Originally Posted by filiadragongurl (Post 757016)
I really can't agree with you there. In college, I was taught using Professor Jordan and Mari Noda's "Japanese: The Spoken Language" which was written entirely using romaji... of course we learned our written Japanese from the same authors' "Japanese: The Written Language". And students from our school were known to speak Japanese much better than those who used books like Genki. I will admit that I'm not very good at writing because of it, but I have to say that it taught us grammer well and it was only because our classes weren't focused on writing that I ended up not being good at writing.

In any case, I just don't think blanket statements like that are accurate. I'll just assume you were talking about the phrase books that don't teach you much of anything... >.>

I guess I should rephrase: be extremely wary of a course that uses solely romaji for more than a couple weeks. After that, you're preventing yourself from attaining a better grasp of the written language by still relying on romaji.

I can equally provide anecdotes that students at my school, where romaji was stricken from the classroom after the first week, frequently tested much higher than students at other schools when we went abroad. And we tested into higher level classes largely because our grasp of the written language was so much greater as to be equivalent many of the Chinese who had gone to study in Japan as well.

Of the thirty students while I was there, only four tested into level five (out of six, where level six was reserved for completely fluent students), and two of those four were from my university. That was, incidentally, 100% of the students from my university.

In any case, my point is that it's a waste of time to use romaji once you can write/read kana, and a book that forces you to keep using romaji is retarding your progress. I hope we can at least agree on that much.

Yes, I shouldn't have made such a blanket statement.

And, for the benefit of ThaDuke, romaji is Roman characters (A-Z).

ThaDuke 08-05-2009 07:45 PM

Thanks, guys. I knew I had known of that from somewhere.

It seems to me that it would greatly benefit you not relying on romaji when trying to learn Japanese. Sure it's a good way to start, but if you want to advance yourself you should learn hiragana. This way you are learning two things at once.

Quote:

Originally Posted by KyleGoetz (Post 757022)
..a book that forces you to keep using romaji is retarding your progress. .

Well said.

Aota 08-06-2009 07:48 AM

I'm sure it's just for the first week, really. Like a young boy, or girl, starting a new grade and for the first week, easy stuff.

Yookoso is primarily hirigana and katakana, so there are no worries about there being none of that.

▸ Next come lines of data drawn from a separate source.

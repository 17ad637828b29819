//! Preset showcase.
//!
//! A fixed set of labelled props covering every shape, the non-empty
//! patterns, the main decorations and a couple of accessories.

use crate::color::ColorContext;
use crate::config::Accessory;
use crate::projection::{BalloonProps, Decoration, Pattern, Shape, SizeClass};
use crate::render::{BalloonAvatar, Frame};

const BALLOON_COLORS: [&str; 6] = ["#FF6699", "#66CCFF", "#FFCC33", "#99FF66", "#CC99FF", "#FF9966"];
const DETAIL_COLORS: [&str; 6] = ["#FFFFFF", "#333333", "#FF3366", "#3366FF", "#33CC66", "#9933FF"];

/// One labelled entry of the gallery.
#[derive(Debug, Clone, PartialEq, Eq)]
pub struct GalleryPreset {
    pub label: &'static str,
    pub props: BalloonProps,
}

// (label, color, detail, pattern, shape, decoration, accessories)
type PresetRow = (&'static str, usize, usize, &'static str, &'static str, &'static str, &'static [&'static str]);

const PRESETS: &[PresetRow] = &[
    ("Round", 0, 0, "dots", "round", "none", &[]),
    ("Oval", 1, 1, "dots", "oval", "none", &[]),
    ("Square", 2, 2, "dots", "square", "none", &[]),
    ("Dots", 3, 3, "dots", "round", "none", &[]),
    ("Stripes", 4, 4, "stripes", "round", "none", &[]),
    ("Spiral", 5, 5, "spiral", "round", "none", &[]),
    ("Stars", 0, 5, "stars", "round", "none", &[]),
    ("Ribbons", 1, 0, "dots", "round", "ribbons", &[]),
    ("Bows", 2, 1, "dots", "round", "bows", &[]),
    ("Confetti", 3, 2, "dots", "round", "confetti", &[]),
    ("Glasses", 4, 3, "dots", "round", "none", &["glasses"]),
    ("Hat", 5, 4, "dots", "round", "none", &["hat"]),
    ("Custom", 0, 0, "stars", "round", "neon", &["glasses", "hat"]),
];

/// Every preset, in display order.
pub fn gallery() -> Vec<GalleryPreset> {
    PRESETS
        .iter()
        .map(|&(label, color, detail, pattern, shape, decoration, accessories)| GalleryPreset {
            label,
            props: BalloonProps {
                color: BALLOON_COLORS[color].to_string(),
                detail_color: DETAIL_COLORS[detail].to_string(),
                pattern: Pattern::from_tag(pattern),
                shape: Shape::from_tag(shape),
                decoration: Decoration::from_tag(decoration),
                accessories: accessories.iter().map(|&a| Accessory::from(a)).collect(),
                size: SizeClass::Md,
                ..BalloonProps::default()
            },
        })
        .collect()
}

/// Renders every preset under one color context.
pub fn render_gallery(ctx: &ColorContext) -> Vec<(&'static str, Frame)> {
    gallery()
        .into_iter()
        .map(|preset| (preset.label, BalloonAvatar::render(&preset.props, ctx)))
        .collect()
}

But, if anyone could give me tips on learning hirigana, that'd be great.

KyleGoetz 08-06-2009 02:56 PM

Quote:

Originally Posted by ThaDuke (Post 757038)
Thanks, guys. I knew I had known of that from somewhere.

It seems to me that it would greatly benefit you not relying on romaji when trying to learn Japanese. Sure it's a good way to start, but if you want to advance yourself you should learn hiragana. This way you are learning two things at once.


Well said.

Your sig is actually good evidence that moving away from romaji is a good frigging idea. It's highly likely you have typed こんにちワ etc. because you spent way too much time reading it as "wa" in romaji.